Privatarmeen und Söldner darf es eigentlich in Russland nicht geben. Aber die schon 2014 aufgestellte Gruppe Wagner des alten Putin-Vertrauten Prigoschin war dennoch im Einsatz für russische Interessen in afrikanischen Staaten, in Syrien, in der Ukraine.

Machtkampf eskaliert

"Ich liebe meine Heimat, ich diene Putin, Schoigu muss weg". Lange Zeit gelang Prigoschin die Gratwanderung zwischen Beschimpfungen der Militärführung und Loyalität zu Putin. Aber im Juni eskalierte der Machtkampf.

Die russische Söldnergruppe Wagner will sich aus der umkämpften ukrainischen Stadt Bachmut zurückziehen. 1 min
Bildrechte: Concord Press Service / Reuters

Vizeverteidigungsminister Nikolai Pankow: "Um die freiwilligen Formationen als Teil unserer Truppen im Gebiet der militärischen Spezialoperation effektiver einzusetzen, hat der Verteidigungsminister den Befehl unterzeichnet, nachdem alle freiwilligen Formationen bis zum 1. Juli Verträge mit dem Verteidigungsministerium unterzeichnen müssen."

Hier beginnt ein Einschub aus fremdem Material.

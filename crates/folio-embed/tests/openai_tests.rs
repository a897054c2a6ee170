use std::sync::Arc;
use std::time::Duration;

use folio_core::{Chunk, ChunkKind, Embedder, RetryPolicy, ServiceError, Stage};
use folio_embed::{http, EmbedPool, OpenAiEmbedder};
use serde_json::json;
use wiremock::matchers::{body_partial_json, header, method, path};
use wiremock::{Mock, MockServer, ResponseTemplate};

fn embedder(server: &MockServer) -> OpenAiEmbedder {
    let client = http::default_client(Duration::from_secs(5)).unwrap();
    OpenAiEmbedder::new(client, server.uri(), "sk-test", "text-embedding-3-small", 3)
}

#[tokio::test]
async fn embeddings_are_returned_in_input_order() {
    let server = MockServer::start().await;
    Mock::given(method("POST"))
        .and(path("/embeddings"))
        .and(header("authorization", "Bearer sk-test"))
        .and(body_partial_json(json!({"model": "text-embedding-3-small", "input": ["a", "b"]})))
        .respond_with(ResponseTemplate::new(200).set_body_json(json!({
            "data": [
                {"index": 1, "embedding": [0.0, 1.0, 0.0]},
                {"index": 0, "embedding": [1.0, 0.0, 0.0]}
            ]
        })))
        .mount(&server)
        .await;

    let e = embedder(&server);
    let out = e.embed_batch(&["a".to_string(), "b".to_string()]).await.unwrap();
    assert_eq!(out, vec![vec![1.0, 0.0, 0.0], vec![0.0, 1.0, 0.0]]);
    assert_eq!(e.model_id(), "openai:text-embedding-3-small");
}

#[tokio::test]
async fn status_codes_are_classified() {
    let server = MockServer::start().await;
    Mock::given(method("POST"))
        .and(body_partial_json(json!({"input": ["limited"]})))
        .respond_with(ResponseTemplate::new(429))
        .mount(&server)
        .await;
    Mock::given(method("POST"))
        .and(body_partial_json(json!({"input": ["denied"]})))
        .respond_with(ResponseTemplate::new(401).set_body_string("invalid api key"))
        .mount(&server)
        .await;

    let e = embedder(&server);
    assert_eq!(e.embed_batch(&["limited".to_string()]).await, Err(ServiceError::RateLimited));
    assert_eq!(e.embed_batch(&["denied".to_string()]).await, Err(ServiceError::Auth(401)));
}

#[tokio::test]
async fn garbage_body_is_malformed() {
    let server = MockServer::start().await;
    Mock::given(method("POST"))
        .respond_with(ResponseTemplate::new(200).set_body_string("<html>oops</html>"))
        .mount(&server)
        .await;
    let err = embedder(&server).embed_batch(&["x".to_string()]).await.unwrap_err();
    assert!(matches!(err, ServiceError::Malformed(_)));
}

#[tokio::test]
async fn pool_retries_server_errors_then_succeeds() {
    let server = MockServer::start().await;
    Mock::given(method("POST"))
        .respond_with(ResponseTemplate::new(503))
        .up_to_n_times(2)
        .mount(&server)
        .await;
    Mock::given(method("POST"))
        .respond_with(ResponseTemplate::new(200).set_body_json(json!({
            "data": [{"index": 0, "embedding": [0.2, 0.3, 0.4]}]
        })))
        .mount(&server)
        .await;

    let pool = EmbedPool::new(Arc::new(embedder(&server)), 4, 1, RetryPolicy::immediate(3, Duration::from_secs(5)));
    let chunk = Chunk::new("hello", "a.md", 0, ChunkKind::HeaderSection).unwrap();
    let (entries, report) = pool.embed_chunks(vec![chunk]).await;
    assert_eq!(entries.len(), 1);
    assert_eq!(entries[0].vector, vec![0.2, 0.3, 0.4]);
    assert_eq!(report.failed(Stage::Embed), 0);
}
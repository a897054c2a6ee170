use std::future::Future;
use std::sync::{Arc, PoisonError, RwLock};

use folio_core::Result;

use crate::index::VectorIndex;

/// Shared access to the live index.
///
/// Queries take a cheap snapshot and keep using it even if a rebuild swaps
/// in a new index meanwhile. Rebuilds run one at a time.
pub struct IndexHandle {
    current: RwLock<Arc<VectorIndex>>,
    rebuild: tokio::sync::Mutex<()>,
}

impl IndexHandle {
    pub fn new(index: VectorIndex) -> Self {
        Self { current: RwLock::new(Arc::new(index)), rebuild: tokio::sync::Mutex::new(()) }
    }

    pub fn snapshot(&self) -> Arc<VectorIndex> {
        self.current.read().unwrap_or_else(PoisonError::into_inner).clone()
    }

    /// Build a replacement from the current snapshot and swap it in.
    /// On error the current index stays in place.
    pub async fn rebuild<F, Fut>(&self, f: F) -> Result<Arc<VectorIndex>>
    where
        F: FnOnce(Arc<VectorIndex>) -> Fut,
        Fut: Future<Output = Result<VectorIndex>>,
    {
        let _guard = self.rebuild.lock().await;
        let next = Arc::new(f(self.snapshot()).await?);
        *self.current.write().unwrap_or_else(PoisonError::into_inner) = Arc::clone(&next);
        tracing::info!(entries = next.len(), "index swapped in");
        Ok(next)
    }
}
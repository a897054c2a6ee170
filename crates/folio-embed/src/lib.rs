//! Embedding backends and the batch embedding pool.

pub mod hash;
pub mod http;
pub mod openai;
pub mod pool;

use std::sync::Arc;
use std::time::Duration;

use folio_core::config::{fake_embeddings_requested, read_api_key, EmbeddingProvider, EmbeddingSettings};
use folio_core::{Embedder, Result};

pub use hash::HashEmbedder;
pub use openai::OpenAiEmbedder;
pub use pool::EmbedPool;

/// Build the configured embedder. `APP_USE_FAKE_EMBEDDINGS=1` forces the
/// hashing embedder regardless of the configured provider.
pub fn embedder_from_settings(settings: &EmbeddingSettings, request_timeout: Duration) -> Result<Arc<dyn Embedder>> {
    if fake_embeddings_requested() || settings.provider == EmbeddingProvider::Hash {
        tracing::info!(dim = settings.dim, "using hashing embedder");
        return Ok(Arc::new(HashEmbedder::new(settings.dim)));
    }
    let api_key = read_api_key(&settings.api_key_env)?;
    let client = http::default_client(request_timeout)?;
    tracing::info!(model = %settings.model, base_url = %settings.base_url, "using OpenAI-compatible embedder");
    Ok(Arc::new(OpenAiEmbedder::new(client, &settings.base_url, api_key, &settings.model, settings.dim)))
}
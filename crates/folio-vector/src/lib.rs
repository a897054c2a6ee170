//! Exact vector index over embedded chunks, its LanceDB persistence, and a
//! snapshot handle for swapping in rebuilt indexes.

pub mod handle;
pub mod index;
pub mod schema;
pub mod table;

pub use handle::IndexHandle;
pub use index::{IndexSchema, VectorIndex};
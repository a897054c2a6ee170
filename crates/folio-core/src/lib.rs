#![deny(unused_variables)]

pub mod config;
pub mod error;
pub mod loader;
pub mod projects;
pub mod report;
pub mod retry;
pub mod splitter;
pub mod traits;
pub mod types;

pub use error::{Error, LoadError, Result, ServiceError, SplitError};
pub use loader::{ExternalLoader, Loader, LoaderConfig};
pub use projects::{ProjectBatch, ProjectIdentifier};
pub use report::{BatchReport, Stage};
pub use retry::{Exhausted, RetryPolicy, RetrySettings};
pub use splitter::{Splitter, SplitterConfig};
pub use traits::{Embedder, Generator};
pub use types::{
    Answer, Chunk, ChunkKind, Distance, Document, IndexEntry, Prompt, QueryResult, ScoredChunk, PROJECT_INDEX_SOURCE,
};
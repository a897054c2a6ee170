use std::io::Write as _;
use std::path::PathBuf;
use std::sync::Arc;
use std::time::Duration;

use anyhow::Context;
use clap::{Parser, Subcommand};
use indicatif::{ProgressBar, ProgressStyle};
use tokio::io::{AsyncBufReadExt, BufReader};

use folio_core::config::{Config, Settings};
use folio_core::{Answer, Loader, Splitter};
use folio_embed::{embedder_from_settings, EmbedPool};
use folio_rag::{generator_from_settings, BuildPipeline, Retriever};
use folio_vector::{IndexHandle, VectorIndex};

const SMOKE_QUERY: &str = "What projects are described in these files?";
const SOURCES_SHOWN: usize = 3;

#[derive(Parser)]
#[command(name = "folio", version, about = "Ask questions about a portfolio of documents")]
struct Cli {
    /// Directory holding config.toml (defaults to the working directory)
    #[arg(long, global = true)]
    config_dir: Option<PathBuf>,

    #[command(subcommand)]
    command: Command,
}

#[derive(Subcommand)]
enum Command {
    /// Build the index from a source directory
    Build {
        /// Source directory (defaults to data.source_dir)
        dir: Option<PathBuf>,
        /// Run a sample question against the new index
        #[arg(long)]
        smoke: bool,
    },
    /// Answer one question
    Query {
        text: String,
        /// Print the answer as JSON
        #[arg(long)]
        json: bool,
        /// Number of sources to list
        #[arg(long, default_value_t = SOURCES_SHOWN)]
        sources: usize,
    },
    /// Interactive question loop; `q` quits
    Chat,
    /// Describe the persisted index
    Status,
}

#[tokio::main]
async fn main() -> anyhow::Result<()> {
    let filter = tracing_subscriber::EnvFilter::try_from_default_env()
        .unwrap_or_else(|_| tracing_subscriber::EnvFilter::new("info"));
    tracing_subscriber::fmt().with_env_filter(filter).with_writer(std::io::stderr).init();

    let cli = Cli::parse();
    let config = match &cli.config_dir {
        Some(dir) => Config::load_from(dir),
        None => Config::load(),
    }
    .context("loading configuration")?;
    let settings = config.settings()?;
    tracing::debug!(config_dir = %config.base_dir().display(), "configuration loaded");

    match cli.command {
        Command::Build { dir, smoke } => {
            let root = dir.unwrap_or_else(|| settings.data.source_dir.clone());
            let handle = build(&settings, root).await?;
            if smoke {
                let retriever = retriever(&settings, handle)?;
                println!("\nTesting with query: '{SMOKE_QUERY}'");
                print_answer(&retriever.answer(SMOKE_QUERY).await?, SOURCES_SHOWN);
            }
        }
        Command::Query { text, json, sources } => {
            let retriever = retriever(&settings, open_index(&settings).await?)?;
            let answer = retriever.answer(&text).await?;
            if json {
                println!("{}", serde_json::to_string_pretty(&answer)?);
            } else {
                print_answer(&answer, sources);
            }
        }
        Command::Chat => chat(&settings).await?,
        Command::Status => status(&settings).await?,
    }
    Ok(())
}

fn request_timeout(settings: &Settings) -> Duration {
    settings.retry.policy().timeout
}

async fn build(settings: &Settings, root: PathBuf) -> anyhow::Result<Arc<IndexHandle>> {
    let embedder = embedder_from_settings(&settings.embedding, request_timeout(settings))?;
    let bar = ProgressBar::no_length();
    bar.set_style(
        ProgressStyle::default_spinner()
            .template("{spinner:.green} [{elapsed_precise}] {pos} chunks embedded {msg}")
            .context("progress template")?,
    );
    let pool = EmbedPool::new(
        embedder,
        settings.embedding.batch_size,
        settings.embedding.concurrency,
        settings.retry.policy(),
    )
    .with_progress(bar.clone());
    let pipeline = BuildPipeline::new(Loader::new(settings.loader.clone()), Splitter::new(settings.splitter.clone())?, pool)
        .with_parallel_files(settings.build.parallel_files)
        .with_distance(settings.retrieval.distance);

    println!("Building index from {}", root.display());
    let mut outcome = pipeline.build(&root).await?;
    bar.finish_and_clear();
    outcome.index.persist(&settings.data.index_dir).await?;

    println!("✅ {}", outcome.report);
    for failure in &outcome.report.failures {
        println!("   skipped ({}) {}: {}", failure.stage, failure.item, failure.error);
    }
    println!("📁 Index written to {}", settings.data.index_dir.display());
    Ok(Arc::new(IndexHandle::new(outcome.index)))
}

async fn open_index(settings: &Settings) -> anyhow::Result<Arc<IndexHandle>> {
    let index = VectorIndex::load(&settings.data.index_dir, settings.embedding.dim)
        .await
        .with_context(|| "no usable index; run `folio build` first")?;
    Ok(Arc::new(IndexHandle::new(index)))
}

fn retriever(settings: &Settings, handle: Arc<IndexHandle>) -> anyhow::Result<Retriever> {
    let timeout = request_timeout(settings);
    let embedder = embedder_from_settings(&settings.embedding, timeout)?;
    let generator = generator_from_settings(&settings.generation, timeout)?;
    Ok(Retriever::new(handle, embedder, generator, settings.retry.policy()).with_top_k(settings.retrieval.top_k))
}

async fn chat(settings: &Settings) -> anyhow::Result<()> {
    let retriever = retriever(settings, open_index(settings).await?)?;
    let mut lines = BufReader::new(tokio::io::stdin()).lines();
    println!("\nEnter 'q' to quit");
    loop {
        print!("\nEnter your query: ");
        std::io::stdout().flush()?;
        let Some(line) = lines.next_line().await? else { break };
        let query = line.trim();
        if query.eq_ignore_ascii_case("q") {
            break;
        }
        if query.is_empty() {
            continue;
        }
        match retriever.answer(query).await {
            Ok(answer) => print_answer(&answer, SOURCES_SHOWN),
            Err(e) => eprintln!("❌ {e}"),
        }
    }
    Ok(())
}

async fn status(settings: &Settings) -> anyhow::Result<()> {
    let handle = open_index(settings).await?;
    let index = handle.snapshot();
    let schema = index.schema();
    println!("Index: {}", settings.data.index_dir.display());
    println!("  entries:  {}", index.len());
    println!("  dim:      {}", schema.dim);
    println!("  distance: {}", schema.distance.as_str());
    println!("  model:    {}", schema.model_id);
    if let Some(at) = index.built_at() {
        println!("  built at: {}", at.to_rfc3339());
    }
    let projects = index.projects();
    println!("  projects: {}", projects.len());
    for name in projects {
        println!("    - {name}");
    }
    Ok(())
}

fn print_answer(answer: &Answer, sources: usize) {
    println!("\nResponse:\n{}", answer.answer);
    println!("\nSummary:\n{}", answer.summary);
    println!("\nSources:");
    for (i, chunk) in answer.sources.iter().take(sources).enumerate() {
        println!("{}. {}", i + 1, chunk.source_path);
    }
}
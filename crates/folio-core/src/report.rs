//! Partial-failure aggregation for batch operations.
//!
//! A batch never stops on the first bad item: successes and failures are
//! folded into a [`BatchReport`] that is logged at the end of the run.

use std::fmt;

use crate::error::Error;

#[derive(Debug, Clone, Copy, PartialEq, Eq, Hash)]
pub enum Stage {
    Load,
    Split,
    Embed,
}

impl fmt::Display for Stage {
    fn fmt(&self, f: &mut fmt::Formatter<'_>) -> fmt::Result {
        f.write_str(match self {
            Self::Load => "load",
            Self::Split => "split",
            Self::Embed => "embed",
        })
    }
}

/// One item that was skipped, with the reason.
#[derive(Debug)]
pub struct Failure {
    pub stage: Stage,
    /// File path or `path#chunk_index`.
    pub item: String,
    pub error: Error,
}

#[derive(Debug, Default)]
pub struct BatchReport {
    pub documents: usize,
    pub chunks: usize,
    pub indexed: usize,
    pub failures: Vec<Failure>,
}

impl BatchReport {
    pub fn record_failure(&mut self, stage: Stage, item: impl Into<String>, error: Error) {
        let item = item.into();
        tracing::warn!(%stage, item = %item, error = %error, "skipping item");
        self.failures.push(Failure { stage, item, error });
    }

    /// Fold a sequence of per-item outcomes, keeping successes in order.
    pub fn fold<T, I>(&mut self, stage: Stage, outcomes: I) -> Vec<T>
    where
        I: IntoIterator<Item = (String, Result<T, Error>)>,
    {
        let mut ok = Vec::new();
        for (item, outcome) in outcomes {
            match outcome {
                Ok(value) => ok.push(value),
                Err(error) => self.record_failure(stage, item, error),
            }
        }
        ok
    }

    pub fn merge(&mut self, other: BatchReport) {
        self.documents += other.documents;
        self.chunks += other.chunks;
        self.indexed += other.indexed;
        self.failures.extend(other.failures);
    }

    pub fn failed(&self, stage: Stage) -> usize {
        self.failures.iter().filter(|f| f.stage == stage).count()
    }

    pub fn is_clean(&self) -> bool {
        self.failures.is_empty()
    }

    pub fn log_summary(&self) {
        tracing::info!(
            documents = self.documents,
            chunks = self.chunks,
            indexed = self.indexed,
            load_failures = self.failed(Stage::Load),
            split_failures = self.failed(Stage::Split),
            embed_failures = self.failed(Stage::Embed),
            "batch finished"
        );
    }
}

impl fmt::Display for BatchReport {
    fn fmt(&self, f: &mut fmt::Formatter<'_>) -> fmt::Result {
        write!(
            f,
            "{} documents, {} chunks, {} indexed; skipped: {} load, {} split, {} embed",
            self.documents,
            self.chunks,
            self.indexed,
            self.failed(Stage::Load),
            self.failed(Stage::Split),
            self.failed(Stage::Embed),
        )
    }
}
use std::hash::{Hash, Hasher};

use futures::future::BoxFuture;
use twox_hash::XxHash64;

use folio_core::{Embedder, ServiceError};

/// Deterministic bag-of-tokens embedder for offline runs and tests.
///
/// Each lower-cased alphanumeric token is hashed into one of `dim` buckets and
/// the result is L2-normalised, so texts sharing vocabulary score close.
#[derive(Debug, Clone)]
pub struct HashEmbedder {
    dim: usize,
    model_id: String,
}

impl HashEmbedder {
    pub fn new(dim: usize) -> Self {
        let dim = dim.max(1);
        Self { dim, model_id: format!("hash-xxh64-{dim}") }
    }

    pub fn embed_text(&self, text: &str) -> Vec<f32> {
        let mut v = vec![0f32; self.dim];
        let tokens = text
            .split(|c: char| !c.is_alphanumeric())
            .filter(|t| !t.is_empty())
            .map(str::to_lowercase);
        for (i, token) in tokens.enumerate() {
            let mut hasher = XxHash64::with_seed(0);
            token.hash(&mut hasher);
            let h = hasher.finish();
            let idx = usize::try_from(h % self.dim as u64).unwrap_or(0);
            let val = ((h >> 32) as u32) as f32 / u32::MAX as f32;
            v[idx] += 0.5 + val + (i % 3) as f32 * 0.01;
        }
        let norm = v.iter().map(|x| x * x).sum::<f32>().sqrt().max(1e-6);
        for x in &mut v {
            *x /= norm;
        }
        v
    }
}

impl Embedder for HashEmbedder {
    fn model_id(&self) -> &str {
        &self.model_id
    }

    fn dim(&self) -> usize {
        self.dim
    }

    fn embed_batch<'a>(&'a self, texts: &'a [String]) -> BoxFuture<'a, Result<Vec<Vec<f32>>, ServiceError>> {
        let out: Vec<Vec<f32>> = texts.iter().map(|t| self.embed_text(t)).collect();
        Box::pin(futures::future::ready(Ok::<_, ServiceError>(out)))
    }
}
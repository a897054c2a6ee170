use std::path::PathBuf;
use std::time::Duration;

use thiserror::Error;

/// A single file that could not be read into a [`crate::types::Document`].
///
/// Load failures are isolated: the scan records them and moves on.
#[derive(Debug, Clone, Error)]
#[error("cannot load {}: {reason}", path.display())]
pub struct LoadError {
    pub path: PathBuf,
    pub reason: String,
}

impl LoadError {
    pub fn new(path: impl Into<PathBuf>, reason: impl Into<String>) -> Self {
        Self { path: path.into(), reason: reason.into() }
    }
}

/// Content that is malformed for its format (e.g. broken JSON).
#[derive(Debug, Clone, Error)]
#[error("cannot split {}: {reason}", path.display())]
pub struct SplitError {
    pub path: PathBuf,
    pub reason: String,
}

impl SplitError {
    pub fn new(path: impl Into<PathBuf>, reason: impl Into<String>) -> Self {
        Self { path: path.into(), reason: reason.into() }
    }
}

/// Failure of a call to an external embedding or generation service.
#[derive(Debug, Clone, Error, PartialEq, Eq)]
pub enum ServiceError {
    #[error("rate limited")]
    RateLimited,

    #[error("request timed out after {0:?}")]
    Timeout(Duration),

    #[error("service unavailable (status {0})")]
    Unavailable(u16),

    #[error("transport error: {0}")]
    Transport(String),

    #[error("authentication rejected (status {0})")]
    Auth(u16),

    #[error("request rejected (status {status}): {message}")]
    Rejected { status: u16, message: String },

    #[error("malformed response: {0}")]
    Malformed(String),
}

impl ServiceError {
    /// Rate limits, timeouts, 5xx and transport failures may succeed on retry.
    pub fn is_transient(&self) -> bool {
        matches!(
            self,
            Self::RateLimited | Self::Timeout(_) | Self::Unavailable(_) | Self::Transport(_)
        )
    }

    /// Classify an HTTP status that is not a success.
    pub fn from_status(status: u16, body: &str) -> Self {
        match status {
            429 => Self::RateLimited,
            401 | 403 => Self::Auth(status),
            500..=599 => Self::Unavailable(status),
            _ => Self::Rejected { status, message: truncate(body, 200) },
        }
    }
}

fn truncate(s: &str, max_chars: usize) -> String {
    match s.char_indices().nth(max_chars) {
        Some((idx, _)) => format!("{}…", &s[..idx]),
        None => s.to_string(),
    }
}

#[derive(Debug, Error)]
pub enum Error {
    #[error(transparent)]
    Load(#[from] LoadError),

    #[error(transparent)]
    Split(#[from] SplitError),

    #[error("embedding failed: {0}")]
    Embedding(#[source] ServiceError),

    #[error("generation failed: {0}")]
    Generation(#[source] ServiceError),

    #[error("{operation} timed out after {attempts} attempt(s)")]
    Timeout { operation: &'static str, attempts: u32 },

    #[error("index schema mismatch: {0}")]
    IndexSchema(String),

    #[error("embedding model mismatch: index was built with '{index_model}', query embedder is '{query_model}'")]
    ModelMismatch { index_model: String, query_model: String },

    #[error("Invalid configuration: {0}")]
    InvalidConfig(String),

    #[error("Invalid chunk: {0}")]
    InvalidChunk(String),

    #[error("Not found: {0}")]
    NotFound(String),

    #[error("I/O error: {0}")]
    Io(#[from] std::io::Error),

    #[error("Storage error: {0}")]
    Storage(String),
}

impl Error {
    /// Errors that abort the whole operation rather than a single item.
    pub fn is_fatal(&self) -> bool {
        matches!(
            self,
            Self::IndexSchema(_) | Self::ModelMismatch { .. } | Self::InvalidConfig(_) | Self::Storage(_)
        )
    }
}

pub type Result<T> = std::result::Result<T, Error>;

#[cfg(test)]
mod tests {
    use super::*;

    #[test]
    fn status_classification() {
        assert_eq!(ServiceError::from_status(429, ""), ServiceError::RateLimited);
        assert_eq!(ServiceError::from_status(401, ""), ServiceError::Auth(401));
        assert_eq!(ServiceError::from_status(503, ""), ServiceError::Unavailable(503));
        assert!(matches!(ServiceError::from_status(400, "bad"), ServiceError::Rejected { status: 400, .. }));
    }

    #[test]
    fn transient_vs_terminal() {
        assert!(ServiceError::RateLimited.is_transient());
        assert!(ServiceError::Timeout(Duration::from_secs(1)).is_transient());
        assert!(ServiceError::Transport("reset".into()).is_transient());
        assert!(!ServiceError::Auth(401).is_transient());
        assert!(!ServiceError::Malformed("x".into()).is_transient());
    }

    #[test]
    fn rejected_body_is_truncated() {
        let body = "x".repeat(500);
        let ServiceError::Rejected { message, .. } = ServiceError::from_status(422, &body) else {
            panic!("expected Rejected");
        };
        assert!(message.chars().count() <= 201);
    }
}
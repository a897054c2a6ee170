//! Bounded retry with exponential backoff and a per-attempt timeout.
//!
//! Every external call (embedding, generation) goes through
//! [`RetryPolicy::run`]. Transient failures and timeouts are retried up to
//! `max_attempts` total attempts; terminal failures return immediately.

use serde::{Deserialize, Serialize};
use std::future::Future;
use std::time::Duration;

use crate::error::{Error, ServiceError};

#[derive(Debug, Clone, Copy, PartialEq, Eq)]
pub struct RetryPolicy {
    /// Total attempts, including the first one. Never zero.
    pub max_attempts: u32,
    pub base_delay: Duration,
    pub max_delay: Duration,
    /// Upper bound for a single attempt.
    pub timeout: Duration,
}

impl Default for RetryPolicy {
    fn default() -> Self {
        RetrySettings::default().policy()
    }
}

/// Serializable form of [`RetryPolicy`] used in configuration files.
#[derive(Debug, Clone, Serialize, Deserialize, PartialEq, Eq)]
#[serde(default)]
pub struct RetrySettings {
    pub max_attempts: u32,
    pub base_delay_ms: u64,
    pub max_delay_ms: u64,
    pub timeout_ms: u64,
}

impl Default for RetrySettings {
    fn default() -> Self {
        Self { max_attempts: 3, base_delay_ms: 500, max_delay_ms: 8_000, timeout_ms: 60_000 }
    }
}

impl RetrySettings {
    pub fn policy(&self) -> RetryPolicy {
        RetryPolicy {
            max_attempts: self.max_attempts.max(1),
            base_delay: Duration::from_millis(self.base_delay_ms),
            max_delay: Duration::from_millis(self.max_delay_ms),
            timeout: Duration::from_millis(self.timeout_ms),
        }
    }
}

/// The last failure once a call has given up.
#[derive(Debug, Clone, PartialEq, Eq)]
pub struct Exhausted {
    pub operation: &'static str,
    pub attempts: u32,
    pub last: ServiceError,
}

impl Exhausted {
    /// Timeouts become [`Error::Timeout`]; everything else goes through `wrap`
    /// (typically `Error::Embedding` or `Error::Generation`).
    pub fn into_error(self, wrap: fn(ServiceError) -> Error) -> Error {
        match self.last {
            ServiceError::Timeout(_) => Error::Timeout { operation: self.operation, attempts: self.attempts },
            other => wrap(other),
        }
    }
}

impl RetryPolicy {
    /// Policy with no waiting between attempts.
    pub fn immediate(max_attempts: u32, timeout: Duration) -> Self {
        Self { max_attempts: max_attempts.max(1), base_delay: Duration::ZERO, max_delay: Duration::ZERO, timeout }
    }

    /// Backoff before retry number `retry` (0 for the wait after the first failure).
    pub fn delay_for(&self, retry: u32) -> Duration {
        let factor = 1u32.checked_shl(retry.min(31)).unwrap_or(u32::MAX);
        self.base_delay.saturating_mul(factor).min(self.max_delay)
    }

    pub async fn run<T, F, Fut>(&self, operation: &'static str, mut f: F) -> Result<T, Exhausted>
    where
        F: FnMut() -> Fut,
        Fut: Future<Output = Result<T, ServiceError>>,
    {
        let max_attempts = self.max_attempts.max(1);
        let mut attempt = 0u32;
        loop {
            attempt += 1;
            let err = match tokio::time::timeout(self.timeout, f()).await {
                Ok(Ok(value)) => return Ok(value),
                Ok(Err(err)) => err,
                Err(_) => ServiceError::Timeout(self.timeout),
            };
            if !err.is_transient() || attempt >= max_attempts {
                if err.is_transient() {
                    tracing::warn!(operation, attempts = attempt, error = %err, "giving up after transient failures");
                }
                return Err(Exhausted { operation, attempts: attempt, last: err });
            }
            let delay = self.delay_for(attempt - 1);
            tracing::warn!(
                operation,
                attempt,
                max_attempts,
                delay_ms = u64::try_from(delay.as_millis()).unwrap_or(u64::MAX),
                error = %err,
                "transient failure, retrying"
            );
            tokio::time::sleep(delay).await;
        }
    }
}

Soldaten der Wagner Gruppe auf einem Panzer, umringt von Schaulustigen.
Bildrechte: IMAGO / ITAR-TASS

Genau eine Woche vor dieser erzwungenen Unterstellung hatte Jewgeni Prigoschin die Initiative ergriffen. Seine Truppen seien im Bereitstellungsraum vom eigenen Militär angegriffen worden, sagte er. Was folgte, nannte Prigoschin den Marsch für Gerechtigkeit. Kein Militärputsch, sondern der Versuch, die Militärführung zu stürzen.

Gepanzerte Kolonne auf dem Weg nach Moskau

Prigoschin sagte damals: "Warum uns das Land unterstützt? Weil wir auf dem Marsch der Gerechtigkeit sind. Wir haben unterwegs keinen einzigen Menschen getötet, Rostow am Don erreicht, ohne einen Schuss abzufeuern, haben das Militärhauptquartier erobert. Auf der Straße sind Menschen, die die Fahnen der Gruppe Wagner entrollen."

Bis zu 50.000 Wagner-Kämpfer sollen vom besetzten Teil der Ukraine aus in Südrussland einmarschiert sein. Eine gepanzerte Kolonne zog auf der Autobahn zügig und ohne größeren Widerstand Richtung Moskau. Bis zu sechs angreifende russische Hubschrauber wurden abgeschossen.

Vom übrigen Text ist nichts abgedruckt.